§ Material to process:
*** Begin section ***

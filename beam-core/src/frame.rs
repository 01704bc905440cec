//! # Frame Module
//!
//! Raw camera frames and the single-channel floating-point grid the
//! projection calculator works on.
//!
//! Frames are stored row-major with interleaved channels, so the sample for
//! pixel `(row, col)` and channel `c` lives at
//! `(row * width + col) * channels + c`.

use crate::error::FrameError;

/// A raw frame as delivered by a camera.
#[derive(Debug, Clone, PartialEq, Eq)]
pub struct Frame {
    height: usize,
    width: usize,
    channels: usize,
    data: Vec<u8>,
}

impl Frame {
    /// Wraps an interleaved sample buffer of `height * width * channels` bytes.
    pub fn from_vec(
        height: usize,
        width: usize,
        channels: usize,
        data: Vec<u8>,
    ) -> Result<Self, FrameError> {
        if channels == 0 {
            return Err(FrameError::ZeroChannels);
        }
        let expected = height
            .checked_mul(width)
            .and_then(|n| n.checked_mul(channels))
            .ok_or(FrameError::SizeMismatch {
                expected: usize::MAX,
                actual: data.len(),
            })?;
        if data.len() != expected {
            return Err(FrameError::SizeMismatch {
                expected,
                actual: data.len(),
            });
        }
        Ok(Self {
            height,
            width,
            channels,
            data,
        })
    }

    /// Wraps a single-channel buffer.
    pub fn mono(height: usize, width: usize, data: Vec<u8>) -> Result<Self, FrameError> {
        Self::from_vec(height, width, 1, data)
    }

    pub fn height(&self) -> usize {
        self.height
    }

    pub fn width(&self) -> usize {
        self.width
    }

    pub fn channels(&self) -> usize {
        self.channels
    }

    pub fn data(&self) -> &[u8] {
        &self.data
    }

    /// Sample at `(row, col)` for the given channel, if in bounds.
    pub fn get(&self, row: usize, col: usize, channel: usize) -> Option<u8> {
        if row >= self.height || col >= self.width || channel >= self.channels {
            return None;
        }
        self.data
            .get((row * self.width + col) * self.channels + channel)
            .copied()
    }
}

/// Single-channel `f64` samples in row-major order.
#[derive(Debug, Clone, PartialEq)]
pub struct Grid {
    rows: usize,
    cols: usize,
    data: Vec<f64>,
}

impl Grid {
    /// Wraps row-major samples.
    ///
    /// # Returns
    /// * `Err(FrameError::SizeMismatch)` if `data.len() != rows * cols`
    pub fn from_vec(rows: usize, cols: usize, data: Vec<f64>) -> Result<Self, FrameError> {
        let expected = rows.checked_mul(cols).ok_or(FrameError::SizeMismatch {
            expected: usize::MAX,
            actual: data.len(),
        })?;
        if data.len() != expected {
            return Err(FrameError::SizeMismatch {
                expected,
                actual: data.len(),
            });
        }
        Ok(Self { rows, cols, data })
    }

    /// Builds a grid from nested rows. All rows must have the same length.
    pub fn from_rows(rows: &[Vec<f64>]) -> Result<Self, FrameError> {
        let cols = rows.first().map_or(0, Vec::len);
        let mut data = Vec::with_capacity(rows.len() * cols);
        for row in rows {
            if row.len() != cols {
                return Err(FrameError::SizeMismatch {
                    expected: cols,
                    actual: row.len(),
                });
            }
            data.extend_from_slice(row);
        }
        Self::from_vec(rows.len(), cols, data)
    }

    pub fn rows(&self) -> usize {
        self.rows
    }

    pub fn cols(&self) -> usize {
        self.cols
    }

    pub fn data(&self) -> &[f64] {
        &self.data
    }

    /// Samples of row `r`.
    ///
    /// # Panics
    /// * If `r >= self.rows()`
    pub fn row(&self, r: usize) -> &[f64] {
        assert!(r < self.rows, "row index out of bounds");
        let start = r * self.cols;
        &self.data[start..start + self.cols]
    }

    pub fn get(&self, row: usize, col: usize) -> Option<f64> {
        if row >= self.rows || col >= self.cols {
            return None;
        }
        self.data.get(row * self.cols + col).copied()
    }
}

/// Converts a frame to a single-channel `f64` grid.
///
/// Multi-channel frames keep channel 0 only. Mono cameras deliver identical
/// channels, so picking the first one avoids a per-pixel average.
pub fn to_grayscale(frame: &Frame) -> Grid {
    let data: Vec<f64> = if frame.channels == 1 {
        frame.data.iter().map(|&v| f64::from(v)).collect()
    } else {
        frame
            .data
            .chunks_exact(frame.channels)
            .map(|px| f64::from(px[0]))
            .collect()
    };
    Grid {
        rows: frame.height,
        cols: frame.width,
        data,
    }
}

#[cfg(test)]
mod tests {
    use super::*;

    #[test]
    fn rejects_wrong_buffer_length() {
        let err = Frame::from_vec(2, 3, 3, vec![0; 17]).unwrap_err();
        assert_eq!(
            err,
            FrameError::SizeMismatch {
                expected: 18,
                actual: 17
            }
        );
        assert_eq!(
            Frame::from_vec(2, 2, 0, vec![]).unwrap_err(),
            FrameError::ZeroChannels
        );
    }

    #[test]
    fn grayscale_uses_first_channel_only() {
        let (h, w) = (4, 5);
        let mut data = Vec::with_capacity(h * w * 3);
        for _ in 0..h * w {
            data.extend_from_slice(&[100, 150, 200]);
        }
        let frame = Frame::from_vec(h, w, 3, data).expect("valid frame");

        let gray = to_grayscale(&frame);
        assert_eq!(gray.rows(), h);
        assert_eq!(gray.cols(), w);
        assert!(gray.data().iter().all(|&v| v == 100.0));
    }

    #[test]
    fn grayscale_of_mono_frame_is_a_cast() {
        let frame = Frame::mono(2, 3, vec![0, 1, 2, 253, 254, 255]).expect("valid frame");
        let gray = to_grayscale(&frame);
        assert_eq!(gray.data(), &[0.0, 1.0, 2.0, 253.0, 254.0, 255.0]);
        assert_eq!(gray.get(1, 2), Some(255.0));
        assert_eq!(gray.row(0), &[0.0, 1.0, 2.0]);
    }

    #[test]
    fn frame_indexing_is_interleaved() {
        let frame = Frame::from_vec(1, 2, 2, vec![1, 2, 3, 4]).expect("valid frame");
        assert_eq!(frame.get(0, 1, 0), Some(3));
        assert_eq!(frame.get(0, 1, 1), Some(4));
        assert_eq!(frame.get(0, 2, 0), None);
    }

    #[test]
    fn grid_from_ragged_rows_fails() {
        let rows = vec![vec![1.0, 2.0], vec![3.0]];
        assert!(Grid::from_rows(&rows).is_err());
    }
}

*** End section ***
*** Begin section ***

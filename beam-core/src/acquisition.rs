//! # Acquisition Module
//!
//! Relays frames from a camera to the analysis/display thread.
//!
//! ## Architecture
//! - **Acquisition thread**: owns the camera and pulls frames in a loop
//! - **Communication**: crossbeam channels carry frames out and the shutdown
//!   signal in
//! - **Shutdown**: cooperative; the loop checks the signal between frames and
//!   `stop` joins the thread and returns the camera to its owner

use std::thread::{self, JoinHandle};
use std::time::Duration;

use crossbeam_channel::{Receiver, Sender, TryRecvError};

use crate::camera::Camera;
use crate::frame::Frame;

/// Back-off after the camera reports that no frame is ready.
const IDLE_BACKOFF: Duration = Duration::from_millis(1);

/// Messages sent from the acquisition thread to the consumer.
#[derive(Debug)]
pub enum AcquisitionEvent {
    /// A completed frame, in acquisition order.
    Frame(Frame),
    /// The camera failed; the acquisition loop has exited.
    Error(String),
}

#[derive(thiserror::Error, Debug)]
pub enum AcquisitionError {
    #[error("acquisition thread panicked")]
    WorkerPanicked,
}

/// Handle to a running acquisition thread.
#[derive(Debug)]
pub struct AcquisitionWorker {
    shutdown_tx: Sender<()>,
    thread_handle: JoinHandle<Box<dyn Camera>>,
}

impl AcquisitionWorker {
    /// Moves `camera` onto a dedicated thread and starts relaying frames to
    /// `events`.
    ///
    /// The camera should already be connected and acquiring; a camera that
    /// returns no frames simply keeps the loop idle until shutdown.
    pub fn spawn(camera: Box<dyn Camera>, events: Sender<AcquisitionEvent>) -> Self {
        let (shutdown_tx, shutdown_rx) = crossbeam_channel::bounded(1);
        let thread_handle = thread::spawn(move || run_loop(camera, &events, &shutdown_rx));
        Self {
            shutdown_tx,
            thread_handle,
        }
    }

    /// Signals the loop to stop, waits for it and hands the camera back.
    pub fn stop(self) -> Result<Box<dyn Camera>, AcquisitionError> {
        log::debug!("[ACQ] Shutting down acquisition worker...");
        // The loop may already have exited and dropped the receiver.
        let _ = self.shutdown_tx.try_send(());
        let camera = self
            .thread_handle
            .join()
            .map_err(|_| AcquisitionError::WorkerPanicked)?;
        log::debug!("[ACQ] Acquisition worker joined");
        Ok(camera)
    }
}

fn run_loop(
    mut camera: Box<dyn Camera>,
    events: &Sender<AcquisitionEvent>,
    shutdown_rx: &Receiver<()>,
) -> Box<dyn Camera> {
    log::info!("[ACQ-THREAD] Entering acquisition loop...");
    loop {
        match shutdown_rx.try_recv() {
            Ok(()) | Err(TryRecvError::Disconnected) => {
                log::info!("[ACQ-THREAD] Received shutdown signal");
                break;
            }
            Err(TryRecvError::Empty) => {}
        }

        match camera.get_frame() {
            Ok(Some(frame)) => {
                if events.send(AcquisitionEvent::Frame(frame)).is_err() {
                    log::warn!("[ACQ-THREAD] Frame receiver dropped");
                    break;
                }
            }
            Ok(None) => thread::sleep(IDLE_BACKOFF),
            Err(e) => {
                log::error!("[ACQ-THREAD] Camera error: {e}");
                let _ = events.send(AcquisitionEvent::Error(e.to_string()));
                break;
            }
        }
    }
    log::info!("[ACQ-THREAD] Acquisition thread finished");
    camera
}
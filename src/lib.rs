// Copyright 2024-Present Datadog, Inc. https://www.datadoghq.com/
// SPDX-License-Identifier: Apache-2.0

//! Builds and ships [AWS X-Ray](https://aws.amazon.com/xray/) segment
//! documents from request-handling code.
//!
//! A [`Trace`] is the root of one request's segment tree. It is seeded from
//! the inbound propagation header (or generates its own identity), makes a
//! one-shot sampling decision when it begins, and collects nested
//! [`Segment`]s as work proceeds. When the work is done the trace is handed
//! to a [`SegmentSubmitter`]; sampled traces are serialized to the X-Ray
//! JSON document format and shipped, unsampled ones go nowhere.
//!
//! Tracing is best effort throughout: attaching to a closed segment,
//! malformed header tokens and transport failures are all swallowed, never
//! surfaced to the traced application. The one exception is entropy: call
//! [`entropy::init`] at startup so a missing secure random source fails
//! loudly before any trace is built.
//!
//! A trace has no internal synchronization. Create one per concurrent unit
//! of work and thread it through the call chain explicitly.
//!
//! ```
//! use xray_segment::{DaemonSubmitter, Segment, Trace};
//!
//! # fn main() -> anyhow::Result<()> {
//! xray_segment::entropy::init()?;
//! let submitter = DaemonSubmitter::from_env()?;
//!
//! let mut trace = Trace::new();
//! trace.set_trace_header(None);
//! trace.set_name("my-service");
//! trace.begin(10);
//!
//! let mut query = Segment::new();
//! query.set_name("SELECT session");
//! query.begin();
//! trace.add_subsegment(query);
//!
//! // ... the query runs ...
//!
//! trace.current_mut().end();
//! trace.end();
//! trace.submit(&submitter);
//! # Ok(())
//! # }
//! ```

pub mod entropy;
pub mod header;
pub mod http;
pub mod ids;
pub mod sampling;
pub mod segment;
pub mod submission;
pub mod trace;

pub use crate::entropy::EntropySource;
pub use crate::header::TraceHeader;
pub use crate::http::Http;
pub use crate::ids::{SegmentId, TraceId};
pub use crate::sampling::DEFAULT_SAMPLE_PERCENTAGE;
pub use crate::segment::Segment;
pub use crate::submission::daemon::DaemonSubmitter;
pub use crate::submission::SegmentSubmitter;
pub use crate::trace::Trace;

*** End section ***
*** Begin section ***

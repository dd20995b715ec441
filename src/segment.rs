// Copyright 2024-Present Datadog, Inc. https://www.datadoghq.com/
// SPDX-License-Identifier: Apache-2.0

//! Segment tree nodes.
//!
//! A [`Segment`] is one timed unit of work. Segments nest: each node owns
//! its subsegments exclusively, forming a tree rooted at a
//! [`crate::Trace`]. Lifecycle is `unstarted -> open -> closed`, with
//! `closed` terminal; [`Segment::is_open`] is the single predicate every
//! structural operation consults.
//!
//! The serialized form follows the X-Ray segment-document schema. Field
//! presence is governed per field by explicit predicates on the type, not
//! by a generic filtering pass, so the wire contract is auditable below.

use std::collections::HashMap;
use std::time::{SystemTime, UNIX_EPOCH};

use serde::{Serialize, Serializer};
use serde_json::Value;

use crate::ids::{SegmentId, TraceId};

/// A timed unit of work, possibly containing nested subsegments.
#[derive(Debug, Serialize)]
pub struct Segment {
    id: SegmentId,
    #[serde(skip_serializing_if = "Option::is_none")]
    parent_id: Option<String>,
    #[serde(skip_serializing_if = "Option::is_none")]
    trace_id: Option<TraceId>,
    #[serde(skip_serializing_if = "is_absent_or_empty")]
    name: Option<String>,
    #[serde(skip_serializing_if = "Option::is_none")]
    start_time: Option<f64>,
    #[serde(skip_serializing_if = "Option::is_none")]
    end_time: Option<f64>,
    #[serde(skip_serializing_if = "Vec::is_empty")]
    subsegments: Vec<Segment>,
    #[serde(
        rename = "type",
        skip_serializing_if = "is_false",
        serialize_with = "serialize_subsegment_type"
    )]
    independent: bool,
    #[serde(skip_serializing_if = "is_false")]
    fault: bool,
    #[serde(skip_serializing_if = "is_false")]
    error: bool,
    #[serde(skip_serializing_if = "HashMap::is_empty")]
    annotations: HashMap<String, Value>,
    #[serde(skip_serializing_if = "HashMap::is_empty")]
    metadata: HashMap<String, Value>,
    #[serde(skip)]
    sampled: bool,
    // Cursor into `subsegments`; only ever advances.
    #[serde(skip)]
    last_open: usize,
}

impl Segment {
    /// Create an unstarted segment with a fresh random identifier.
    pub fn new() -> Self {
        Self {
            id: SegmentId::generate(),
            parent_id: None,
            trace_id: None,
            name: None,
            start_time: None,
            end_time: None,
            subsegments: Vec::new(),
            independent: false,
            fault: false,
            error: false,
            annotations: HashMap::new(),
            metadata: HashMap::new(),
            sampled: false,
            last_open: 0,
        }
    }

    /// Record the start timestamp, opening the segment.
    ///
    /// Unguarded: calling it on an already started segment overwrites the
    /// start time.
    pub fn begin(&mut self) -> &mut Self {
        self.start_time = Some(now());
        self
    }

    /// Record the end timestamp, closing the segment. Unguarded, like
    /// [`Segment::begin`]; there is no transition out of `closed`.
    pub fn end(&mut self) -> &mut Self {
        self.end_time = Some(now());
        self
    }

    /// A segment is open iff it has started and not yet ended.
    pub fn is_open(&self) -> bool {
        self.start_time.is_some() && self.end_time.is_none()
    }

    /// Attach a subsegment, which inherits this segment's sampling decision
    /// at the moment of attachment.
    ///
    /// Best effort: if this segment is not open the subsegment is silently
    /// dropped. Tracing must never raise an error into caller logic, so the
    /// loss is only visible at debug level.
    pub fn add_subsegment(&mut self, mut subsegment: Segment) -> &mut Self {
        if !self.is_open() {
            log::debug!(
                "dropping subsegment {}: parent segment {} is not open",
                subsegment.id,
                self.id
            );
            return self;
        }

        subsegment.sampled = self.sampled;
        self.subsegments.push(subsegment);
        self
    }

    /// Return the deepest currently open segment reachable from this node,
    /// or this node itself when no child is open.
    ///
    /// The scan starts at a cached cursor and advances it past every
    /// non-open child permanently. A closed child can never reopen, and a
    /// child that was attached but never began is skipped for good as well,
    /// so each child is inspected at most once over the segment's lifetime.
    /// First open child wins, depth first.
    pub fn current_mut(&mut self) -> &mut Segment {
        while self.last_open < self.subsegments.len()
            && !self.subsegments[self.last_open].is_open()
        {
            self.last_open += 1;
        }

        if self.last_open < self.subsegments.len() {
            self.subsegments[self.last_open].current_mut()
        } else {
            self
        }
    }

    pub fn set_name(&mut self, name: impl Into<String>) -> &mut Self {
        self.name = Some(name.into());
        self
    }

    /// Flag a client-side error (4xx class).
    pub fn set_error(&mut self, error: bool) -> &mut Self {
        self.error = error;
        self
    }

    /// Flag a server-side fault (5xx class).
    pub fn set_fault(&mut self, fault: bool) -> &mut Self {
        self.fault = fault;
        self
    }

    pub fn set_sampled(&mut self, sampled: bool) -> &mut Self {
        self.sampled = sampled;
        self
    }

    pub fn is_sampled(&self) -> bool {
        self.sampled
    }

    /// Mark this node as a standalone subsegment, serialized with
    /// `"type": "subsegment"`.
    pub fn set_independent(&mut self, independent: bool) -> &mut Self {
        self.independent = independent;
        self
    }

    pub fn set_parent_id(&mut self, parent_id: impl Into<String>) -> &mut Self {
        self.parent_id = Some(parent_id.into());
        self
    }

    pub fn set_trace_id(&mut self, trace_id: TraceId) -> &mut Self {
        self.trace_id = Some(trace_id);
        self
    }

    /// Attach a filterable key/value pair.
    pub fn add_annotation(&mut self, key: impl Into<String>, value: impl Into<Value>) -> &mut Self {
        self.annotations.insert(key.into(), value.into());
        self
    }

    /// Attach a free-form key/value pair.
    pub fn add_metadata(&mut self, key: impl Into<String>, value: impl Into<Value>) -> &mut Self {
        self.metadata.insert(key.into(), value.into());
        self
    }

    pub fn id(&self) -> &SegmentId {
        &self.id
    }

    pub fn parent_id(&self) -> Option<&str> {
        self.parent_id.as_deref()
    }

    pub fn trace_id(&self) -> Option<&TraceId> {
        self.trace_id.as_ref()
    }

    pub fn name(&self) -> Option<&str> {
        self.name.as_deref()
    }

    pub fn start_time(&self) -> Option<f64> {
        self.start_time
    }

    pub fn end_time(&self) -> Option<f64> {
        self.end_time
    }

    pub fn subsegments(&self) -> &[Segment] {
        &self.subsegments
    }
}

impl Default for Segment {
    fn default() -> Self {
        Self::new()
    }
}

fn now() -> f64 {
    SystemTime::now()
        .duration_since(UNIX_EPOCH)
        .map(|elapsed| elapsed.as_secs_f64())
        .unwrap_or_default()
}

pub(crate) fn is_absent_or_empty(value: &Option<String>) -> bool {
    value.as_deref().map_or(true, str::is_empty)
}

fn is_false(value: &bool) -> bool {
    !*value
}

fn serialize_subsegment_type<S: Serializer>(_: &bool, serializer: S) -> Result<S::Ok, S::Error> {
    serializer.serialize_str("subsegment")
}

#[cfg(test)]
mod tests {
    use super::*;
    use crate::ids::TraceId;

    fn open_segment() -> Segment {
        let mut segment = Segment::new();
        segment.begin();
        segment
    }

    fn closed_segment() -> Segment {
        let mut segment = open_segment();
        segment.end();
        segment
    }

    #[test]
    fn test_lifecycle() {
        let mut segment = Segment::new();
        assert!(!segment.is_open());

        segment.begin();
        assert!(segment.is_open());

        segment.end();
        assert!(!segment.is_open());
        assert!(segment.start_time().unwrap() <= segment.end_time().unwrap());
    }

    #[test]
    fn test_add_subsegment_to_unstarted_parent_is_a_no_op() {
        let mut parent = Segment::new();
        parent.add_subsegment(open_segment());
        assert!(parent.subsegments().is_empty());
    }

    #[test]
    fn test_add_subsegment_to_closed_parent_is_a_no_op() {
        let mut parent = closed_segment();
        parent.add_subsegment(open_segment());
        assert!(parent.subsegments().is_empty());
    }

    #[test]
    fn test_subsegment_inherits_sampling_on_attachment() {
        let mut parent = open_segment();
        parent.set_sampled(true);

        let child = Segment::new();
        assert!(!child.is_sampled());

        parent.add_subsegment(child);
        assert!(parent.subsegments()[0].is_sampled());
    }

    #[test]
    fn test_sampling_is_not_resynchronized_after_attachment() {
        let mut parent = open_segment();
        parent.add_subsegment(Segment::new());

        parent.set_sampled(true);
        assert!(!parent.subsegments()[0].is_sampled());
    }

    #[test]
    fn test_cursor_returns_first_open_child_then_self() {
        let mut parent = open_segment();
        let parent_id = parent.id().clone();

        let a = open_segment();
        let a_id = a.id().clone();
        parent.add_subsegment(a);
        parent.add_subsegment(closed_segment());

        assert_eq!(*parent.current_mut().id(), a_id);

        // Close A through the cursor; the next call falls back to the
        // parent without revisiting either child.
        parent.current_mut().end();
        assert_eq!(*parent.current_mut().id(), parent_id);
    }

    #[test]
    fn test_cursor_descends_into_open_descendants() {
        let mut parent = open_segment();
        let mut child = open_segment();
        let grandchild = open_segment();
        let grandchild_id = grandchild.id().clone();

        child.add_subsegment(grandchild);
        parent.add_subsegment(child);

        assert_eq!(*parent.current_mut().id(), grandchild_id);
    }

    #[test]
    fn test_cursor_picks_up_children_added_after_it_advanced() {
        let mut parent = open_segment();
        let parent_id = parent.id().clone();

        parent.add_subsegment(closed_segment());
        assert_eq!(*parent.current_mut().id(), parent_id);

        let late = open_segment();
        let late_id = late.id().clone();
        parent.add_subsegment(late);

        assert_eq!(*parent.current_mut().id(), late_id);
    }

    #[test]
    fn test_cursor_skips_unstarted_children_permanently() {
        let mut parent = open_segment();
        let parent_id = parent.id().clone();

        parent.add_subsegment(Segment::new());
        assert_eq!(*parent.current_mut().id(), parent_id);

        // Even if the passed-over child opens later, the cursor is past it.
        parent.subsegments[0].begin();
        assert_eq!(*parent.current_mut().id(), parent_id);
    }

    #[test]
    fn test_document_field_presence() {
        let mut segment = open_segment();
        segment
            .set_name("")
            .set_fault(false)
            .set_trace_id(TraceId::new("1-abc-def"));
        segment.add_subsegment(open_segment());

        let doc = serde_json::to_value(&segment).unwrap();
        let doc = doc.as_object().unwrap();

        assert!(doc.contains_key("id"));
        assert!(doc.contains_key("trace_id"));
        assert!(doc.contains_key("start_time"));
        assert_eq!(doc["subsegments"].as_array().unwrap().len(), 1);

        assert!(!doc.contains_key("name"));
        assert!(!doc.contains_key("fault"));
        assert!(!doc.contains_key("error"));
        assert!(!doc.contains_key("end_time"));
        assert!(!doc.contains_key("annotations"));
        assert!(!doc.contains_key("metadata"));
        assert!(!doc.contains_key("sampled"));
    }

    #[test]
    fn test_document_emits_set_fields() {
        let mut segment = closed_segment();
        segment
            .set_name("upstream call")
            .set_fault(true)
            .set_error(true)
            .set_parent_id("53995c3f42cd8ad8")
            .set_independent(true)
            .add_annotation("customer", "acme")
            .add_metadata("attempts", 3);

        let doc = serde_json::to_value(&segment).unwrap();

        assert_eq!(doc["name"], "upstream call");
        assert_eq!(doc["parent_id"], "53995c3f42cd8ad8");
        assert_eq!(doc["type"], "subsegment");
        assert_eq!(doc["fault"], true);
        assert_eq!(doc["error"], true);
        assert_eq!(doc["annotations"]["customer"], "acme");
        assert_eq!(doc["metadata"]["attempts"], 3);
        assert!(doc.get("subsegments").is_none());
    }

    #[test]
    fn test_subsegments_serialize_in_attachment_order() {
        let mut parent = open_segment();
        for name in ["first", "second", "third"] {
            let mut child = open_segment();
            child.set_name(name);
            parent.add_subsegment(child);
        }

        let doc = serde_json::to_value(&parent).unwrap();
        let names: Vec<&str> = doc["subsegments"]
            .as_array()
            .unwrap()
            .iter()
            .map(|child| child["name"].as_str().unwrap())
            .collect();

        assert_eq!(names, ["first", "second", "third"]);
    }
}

*** End section ***

§ What you need to do:
Each line in the listing above from the one containing "pub mod sampling;" through the one containing "pub use crate::segment::Segment;" should be repeated exactly, and no other line.

§ Written answer:
pub mod sampling;
pub mod segment;
pub mod submission;
pub mod trace;

pub use crate::entropy::EntropySource;
pub use crate::header::TraceHeader;
pub use crate::http::Http;
pub use crate::ids::{SegmentId, TraceId};
pub use crate::sampling::DEFAULT_SAMPLE_PERCENTAGE;
pub use crate::segment::Segment;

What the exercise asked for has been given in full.